Low-grade clay yields low-carbon concrete with 15% higher compressive strength and 41% less porosity

Engineers at RMIT University in Australia have converted low-grade clay into a high-performance cement supplement, opening a potential new market in sustainable construction materials.

The global production of cement—a key ingredient in concrete—is responsible for 8% of global CO₂ emissions.

Replacing some cement with clay reduces the environmental impact, but the high-grade kaolin clay best suited for cement replacement is in increasingly high demand for ceramics, paints, cosmetics and paper.

Now the RMIT team has demonstrated that cheaper and more abundant illite clay can be mixed with low-grade kaolinite clay, to make stronger concrete.

Tech breakthrough towards a low-carbon future

The study, published in Construction and Building Materials, introduces a new process where low-grade illite and kaolin clays are mixed at an equal ratio then heated at 600 Celsius.

Processing the two ingredients together, rather than separately, led to several improvements in the material’s performance, the study found.

Project lead Dr. Chamila Gunasekara said low-grade illite clay does not normally bind well with cement and water, but that the joint heating, or co-calcination, process greatly enhances illite clay’s binding ability, known as pozzolanic reactivity.

“Based on this approach, we are able to replace 20% of cement usage using low-grade illite and kaolin combinations, while achieving even better performance of the yield product,” said Gunasekara, from RMIT’s School of Engineering.

There was an 18% increase in the amount of disordered material in the new clays, which is beneficial for strength and durability. The material also holds more water in a chemically stable form, which points to better long-term reactions that help the structure stay strong.

“Porosity is reduced significantly by 41%, with its compressive strength increased by 15%, where changes in the way iron compounds formed help create a tighter and more compact internal structure,” Gunasekara said.

These enhancements demonstrate that the co-calcined illite-kaolin blends can match or surpass the performance of traditional kaolin-based substitutes.

Demand for kaolin is steadily growing, with the market projected to be worth US$6 billion by 2032 and its hoped, thanks to this research, a market for illite clay could follow suit.

Study lead author Dr. Roshan Jayathilakage said the technique was also more energy efficient.

“Since raw materials are processed together, it streamlines industrial operations and lowers fuel use compared to multiple calcination steps,” Jayathilakage said.

“This makes the method not only technically sound but also economically and environmentally scalable.”

New computational tool to accelerate green transformation

The research also showcases computational advancements in material science.
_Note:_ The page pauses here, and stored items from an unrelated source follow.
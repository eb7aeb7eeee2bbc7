//! # Types
//!
//! Core domain types shared across Piri's storage-and-proof control plane:
//! configuration keys and change events, rail/account settlement views, and
//! the network presets the registrar and installer key off of.
//!
//! ## Serialization
//!
//! Most types implement `Serialize`/`Deserialize` for persistence and for
//! the admin HTTP surface. Token amounts and epoch counters are carried as
//! [`Amount`] (a base-unit, arbitrary-precision integer) end to end — they
//! are never widened to a float anywhere in this crate.
//!
//! ## Stability
//!
//! These types are considered stable unless otherwise noted.

use std::fmt;
use std::str::FromStr;

use num_bigint::BigUint;
use num_traits::Zero;
use serde::{Deserialize, Deserializer, Serialize, Serializer};

/// A base-unit, arbitrary-precision token amount (18-decimal token, but the
/// decimal count is a rendering concern, not one this type enforces).
///
/// Exchanged on the wire as a decimal integer string so that no amount is
/// ever rounded through a float; see Design Notes §9 of the spec.
#[derive(Debug, Clone, PartialEq, Eq, PartialOrd, Ord, Default)]
pub struct Amount(pub BigUint);

impl Amount {
    pub fn zero() -> Self {
        Self(BigUint::zero())
    }

    pub fn from_u64(v: u64) -> Self {
        Self(BigUint::from(v))
    }

    pub fn is_zero(&self) -> bool {
        self.0.is_zero()
    }

    /// Saturating subtraction: `max(0, self - other)`.
    pub fn saturating_sub(&self, other: &Amount) -> Amount {
        if self.0 >= other.0 {
            Amount(&self.0 - &other.0)
        } else {
            Amount::zero()
        }
    }

    pub fn checked_add(&self, other: &Amount) -> Amount {
        Amount(&self.0 + &other.0)
    }

    pub fn checked_mul_epochs(&self, epochs: u64) -> Amount {
        Amount(&self.0 * BigUint::from(epochs))
    }

    /// `ceil(self / divisor)`.
    pub fn div_ceil(&self, divisor: u64) -> Amount {
        if divisor == 0 {
            return Amount::zero();
        }
        let divisor = BigUint::from(divisor);
        let (q, r) = (&self.0 / &divisor, &self.0 % &divisor);
        if r.is_zero() { Amount(q) } else { Amount(q + BigUint::from(1u8)) }
    }

    /// Integer percentage reduction `floor((a - b) * 100 / a)`, or 0 if `a` is zero.
    pub fn pct_reduction(gross: &Amount, net: &Amount) -> u64 {
        if gross.is_zero() {
            return 0;
        }
        let diff = gross.saturating_sub(net);
        let scaled = &diff.0 * BigUint::from(100u8);
        (&scaled / &gross.0).try_into().unwrap_or(u64::MAX)
    }
}

impl fmt::Display for Amount {
    fn fmt(&self, f: &mut fmt::Formatter<'_>) -> fmt::Result {
        write!(f, "{}", self.0)
    }
}

impl FromStr for Amount {
    type Err = anyhow::Error;

    fn from_str(s: &str) -> Result<Self, Self::Err> {
        let v = s
            .parse::<BigUint>()
            .map_err(|e| anyhow::anyhow!("invalid base-unit amount {:?}: {}", s, e))?;
        Ok(Amount(v))
    }
}

impl Serialize for Amount {
    fn serialize<S>(&self, serializer: S) -> Result<S::Ok, S::Error>
    where
        S: Serializer,
    {
        serializer.serialize_str(&self.0.to_string())
    }
}

impl<'de> Deserialize<'de> for Amount {
    fn deserialize<D>(deserializer: D) -> Result<Self, D::Error>
    where
        D: Deserializer<'de>,
    {
        let s = String::deserialize(deserializer)?;
        s.parse().map_err(serde::de::Error::custom)
    }
}

/// The chain's block-like unit of time. All rail arithmetic is in epochs.
pub type Epoch = u64;

/// Opaque rail identifier.
pub type RailId = u64;

/// A one-way payment stream from a payer to this node.
#[derive(Debug, Clone, Serialize, Deserialize)]
pub struct Rail {
    pub rail_id: RailId,
    pub from: String,
    pub to: String,
    pub operator: String,
    pub validator: String,
    pub payment_rate_per_epoch: Amount,
    pub lockup_period: Epoch,
    pub lockup_fixed: Amount,
    pub settled_up_to_epoch: Epoch,
    pub end_epoch: Epoch,
    pub commission_bps: u32,
    pub service_fee_recipient: String,
    pub is_terminated: bool,
}

/// A payer's on-chain account view.
#[derive(Debug, Clone, Serialize, Deserialize)]
pub struct Account {
    pub funds: Amount,
    pub lockup_current: Amount,
    pub lockup_rate: Amount,
    pub lockup_last_settled_at: Epoch,
}

impl Account {
    /// `max(0, funds - lockup_current)`.
    pub fn available_to_withdraw(&self) -> Amount {
        self.funds.saturating_sub(&self.lockup_current)
    }
}

/// A configuration key: a dot-separated, flat identifier that maps to a
/// nested table when persisted (`pdp.aggregation.manager.poll_interval`).
#[derive(Debug, Clone, PartialEq, Eq, PartialOrd, Ord, Hash, Serialize, Deserialize)]
#[serde(transparent)]
pub struct ConfigKey(String);

impl ConfigKey {
    /// Builds a key, rejecting the reserved empty segment.
    pub fn new(raw: impl Into<String>) -> Result<Self, ConfigKeyError> {
        let raw = raw.into();
        if raw.is_empty() || raw.split('.').any(|seg| seg.is_empty()) {
            return Err(ConfigKeyError::EmptySegment(raw));
        }
        Ok(Self(raw))
    }

    pub fn as_str(&self) -> &str {
        &self.0
    }

    /// The dot-separated path segments, for mapping into a nested document.
    pub fn segments(&self) -> impl Iterator<Item = &str> {
        self.0.split('.')
    }
}

impl fmt::Display for ConfigKey {
    fn fmt(&self, f: &mut fmt::Formatter<'_>) -> fmt::Result {
        write!(f, "{}", self.0)
    }
}

#[derive(Debug, Clone, thiserror::Error)]
pub enum ConfigKeyError {
    #[error("config key has an empty segment: {0:?}")]
    EmptySegment(String),
}

/// Where a configuration change originated.
#[derive(Debug, Clone, Copy, PartialEq, Eq, Serialize, Deserialize)]
#[serde(rename_all = "snake_case")]
pub enum ChangeSource {
    Api,
    File,
}

/// A network preset the registrar can initialize against.
#[derive(Debug, Clone, Copy, PartialEq, Eq, Serialize, Deserialize)]
#[serde(rename_all = "snake_case")]
pub enum Network {
    Mainnet,
    Calibration,
}

impl fmt::Display for Network {
    fn fmt(&self, f: &mut fmt::Formatter<'_>) -> fmt::Result {
        match self {
            Network::Mainnet => write!(f, "mainnet"),
            Network::Calibration => write!(f, "calibration"),
        }
    }
}

impl FromStr for Network {
    type Err = anyhow::Error;

    fn from_str(s: &str) -> Result<Self, Self::Err> {
        match s {
            "mainnet" => Ok(Network::Mainnet),
            "calibration" => Ok(Network::Calibration),
            other => Err(anyhow::anyhow!("unknown network preset: {}", other)),
        }
    }
}

/// Settlement/withdrawal wait status, as reported by the tracker.
#[derive(Debug, Clone, Copy, PartialEq, Eq, Serialize, Deserialize)]
#[serde(rename_all = "snake_case")]
pub enum WaitStatus {
    None,
    Pending,
    Confirmed,
}

#[cfg(test)]
mod tests {
    use super::*;

    #[test]
    fn amount_parses_and_displays_round_trip() {
        let a: Amount = "123456789012345678901234".parse().unwrap();
        assert_eq!(a.to_string(), "123456789012345678901234");
    }

    #[test]
    fn amount_saturating_sub_never_goes_negative() {
        let a = Amount::from_u64(5);
        let b = Amount::from_u64(10);
        assert_eq!(a.saturating_sub(&b), Amount::zero());
    }

    #[test]
    fn amount_div_ceil_rounds_up() {
        let a = Amount::from_u64(201);
        assert_eq!(a.div_ceil(200), Amount::from_u64(2));
        let exact = Amount::from_u64(400);
        assert_eq!(exact.div_ceil(200), Amount::from_u64(2));
    }

    #[test]
    fn amount_pct_reduction_is_zero_when_equal() {
        let gross = Amount::from_u64(1000);
        assert_eq!(Amount::pct_reduction(&gross, &gross), 0);
    }

    #[test]
    fn amount_serde_round_trips_as_string() {
        let a = Amount::from_u64(42);
        let json = serde_json::to_string(&a).unwrap();
        assert_eq!(json, "\"42\"");
        let back: Amount = serde_json::from_str(&json).unwrap();
        assert_eq!(back, a);
    }

    #[test]
    fn config_key_rejects_empty_segments() {
        assert!(ConfigKey::new("pdp..poll_interval").is_err());
        assert!(ConfigKey::new("").is_err());
        assert!(ConfigKey::new("pdp.aggregation.manager.poll_interval").is_ok());
    }

    #[test]
    fn config_key_segments_split_on_dot() {
        let key = ConfigKey::new("pdp.aggregation.manager.poll_interval").unwrap();
        let segs: Vec<&str> = key.segments().collect();
        assert_eq!(segs, vec!["pdp", "aggregation", "manager", "poll_interval"]);
    }

    #[test]
    fn account_available_to_withdraw_is_clamped() {
        let account = Account {
            funds: Amount::from_u64(5),
            lockup_current: Amount::from_u64(10),
            lockup_rate: Amount::zero(),
            lockup_last_settled_at: 0,
        };
        assert_eq!(account.available_to_withdraw(), Amount::zero());
    }

    #[cfg(test)]
    mod proptests {
        use super::*;
        use proptest::prelude::*;

        proptest! {
            #[test]
            fn amount_round_trips_through_decimal_string(digits in "[1-9][0-9]{0,30}") {
                let amount: Amount = digits.parse().unwrap();
                prop_assert_eq!(amount.to_string(), digits);
            }

            #[test]
            fn div_ceil_is_never_smaller_than_exact_division(value in 0u64..1_000_000, divisor in 1u64..1000) {
                let amount = Amount::from_u64(value);
                let ceil = amount.div_ceil(divisor);
                let exact_times_divisor = BigUint::from(divisor) * &ceil.0;
                prop_assert!(exact_times_divisor >= amount.0);
            }
        }
    }
}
Underpinning the group’s work is an advanced computational tool for analyzing and designing concrete, developed in partnership with Hokkaido University, Japan.

The tool allows the team to evaluate performance in various activated clays in concrete mixtures, providing detailed insights into their mechanical properties, durability and energy-efficiency, where currently available approaches had struggled.

Dr. Yuguo Yu, from RMIT’s School of Engineering, said their computational tool enabled a more efficient assessment of material performance, reducing the reliance on extensive laboratory tests.

“By predicting how different clay compositions affect concrete behavior, engineers are able to better design energy-efficient mixtures tailored for local clay types and specific environmental conditions,” he said.

“This virtual tool could enable the construction industry to accelerate the adoption of eco-friendly materials, paving the way of greener transformation for a more sustainable future.”

Building on collaborations with global partners, including the European Synchrotron Radiation Facility in France, the RMIT team is continuing to investigate how different clay types and activation techniques influence concrete behavior at multiple scales, while expanding performance testing in real-world conditions.